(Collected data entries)
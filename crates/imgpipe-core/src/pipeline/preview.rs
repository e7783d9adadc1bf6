//! Revocable preview handles for ingested images.
//!
//! Every successful ingest hands out one [`PreviewHandle`]: an opaque
//! `preview:<n>` reference plus an optional WebP thumbnail data URL. Handles
//! stay registered until revoked, either explicitly or when the handle is
//! dropped. Resetting a run calls [`PreviewRegistry::revoke_all`], after
//! which no reference is outstanding.

use base64::{engine::general_purpose::STANDARD as BASE64, Engine as _};
use image::{DynamicImage, ImageFormat};
use std::collections::HashMap;
use std::io::Cursor;
use std::sync::atomic::{AtomicU64, Ordering};
use std::sync::{Arc, Mutex, MutexGuard};

use crate::config::PreviewConfig;

#[derive(Default)]
struct RegistryInner {
    next_id: AtomicU64,
    live: Mutex<HashMap<u64, Option<String>>>,
}

impl RegistryInner {
    fn live(&self) -> MutexGuard<'_, HashMap<u64, Option<String>>> {
        // A poisoned map is still a valid map of ids
        self.live.lock().unwrap_or_else(|e| e.into_inner())
    }
}

/// Issues and tracks preview handles. Clones share state.
#[derive(Clone, Debug)]
pub struct PreviewRegistry {
    config: PreviewConfig,
    inner: Arc<RegistryInner>,
}

impl PreviewRegistry {
    /// Create a registry with the given preview settings.
    pub fn new(config: PreviewConfig) -> Self {
        Self {
            config,
            inner: Arc::new(RegistryInner::default()),
        }
    }

    /// Register a preview for `image` and return its handle.
    pub fn acquire(&self, image: &DynamicImage) -> PreviewHandle {
        let data_url = if self.config.enabled {
            thumbnail_data_url(image, self.config.size)
        } else {
            None
        };
        let id = self.inner.next_id.fetch_add(1, Ordering::Relaxed);
        self.inner.live().insert(id, data_url);
        tracing::trace!("Preview acquired: preview:{id}");
        PreviewHandle {
            id,
            registry: Arc::clone(&self.inner),
        }
    }

    /// Number of handles not yet revoked.
    pub fn outstanding(&self) -> usize {
        self.inner.live().len()
    }

    /// Revoke every outstanding handle. Returns how many were revoked.
    pub fn revoke_all(&self) -> usize {
        let mut live = self.inner.live();
        let count = live.len();
        live.clear();
        if count > 0 {
            tracing::debug!("Revoked {count} outstanding preview handle(s)");
        }
        count
    }

    /// Look up the thumbnail data URL of a live handle.
    pub fn data_url(&self, handle: &PreviewHandle) -> Option<String> {
        self.inner.live().get(&handle.id).cloned().flatten()
    }
}

/// A transient reference to an ingested image's preview.
///
/// Revoked when dropped, so a handle can never outlive its use.
#[derive(Debug)]
pub struct PreviewHandle {
    id: u64,
    registry: Arc<RegistryInner>,
}

impl PreviewHandle {
    /// The reference string, e.g. `preview:3`.
    pub fn url(&self) -> String {
        format!("preview:{}", self.id)
    }

    /// Whether the registry still holds this handle.
    pub fn is_live(&self) -> bool {
        self.registry.live().contains_key(&self.id)
    }

    /// Release the handle now.
    pub fn revoke(self) {
        drop(self);
    }
}

impl Drop for PreviewHandle {
    fn drop(&mut self) {
        self.registry.live().remove(&self.id);
    }
}

impl std::fmt::Debug for RegistryInner {
    fn fmt(&self, f: &mut std::fmt::Formatter<'_>) -> std::fmt::Result {
        f.debug_struct("PreviewRegistry")
            .field("outstanding", &self.live().len())
            .finish()
    }
}

/// Downscale (longest edge = `size`) and encode as a WebP data URL.
fn thumbnail_data_url(image: &DynamicImage, size: u32) -> Option<String> {
    let thumbnail = image.thumbnail(size, size);
    let mut buffer = Cursor::new(Vec::new());
    thumbnail
        .to_rgba8()
        .write_to(&mut buffer, ImageFormat::WebP)
        .ok()?;
    Some(format!(
        "data:image/webp;base64,{}",
        BASE64.encode(buffer.into_inner())
    ))
}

■ What you should do ■
For each line above that contains "PreviewRegistry", make a copy.

■ Exercise output ■
//! dropped. Resetting a run calls [`PreviewRegistry::revoke_all`], after
pub struct PreviewRegistry {
impl PreviewRegistry {
        f.debug_struct("PreviewRegistry")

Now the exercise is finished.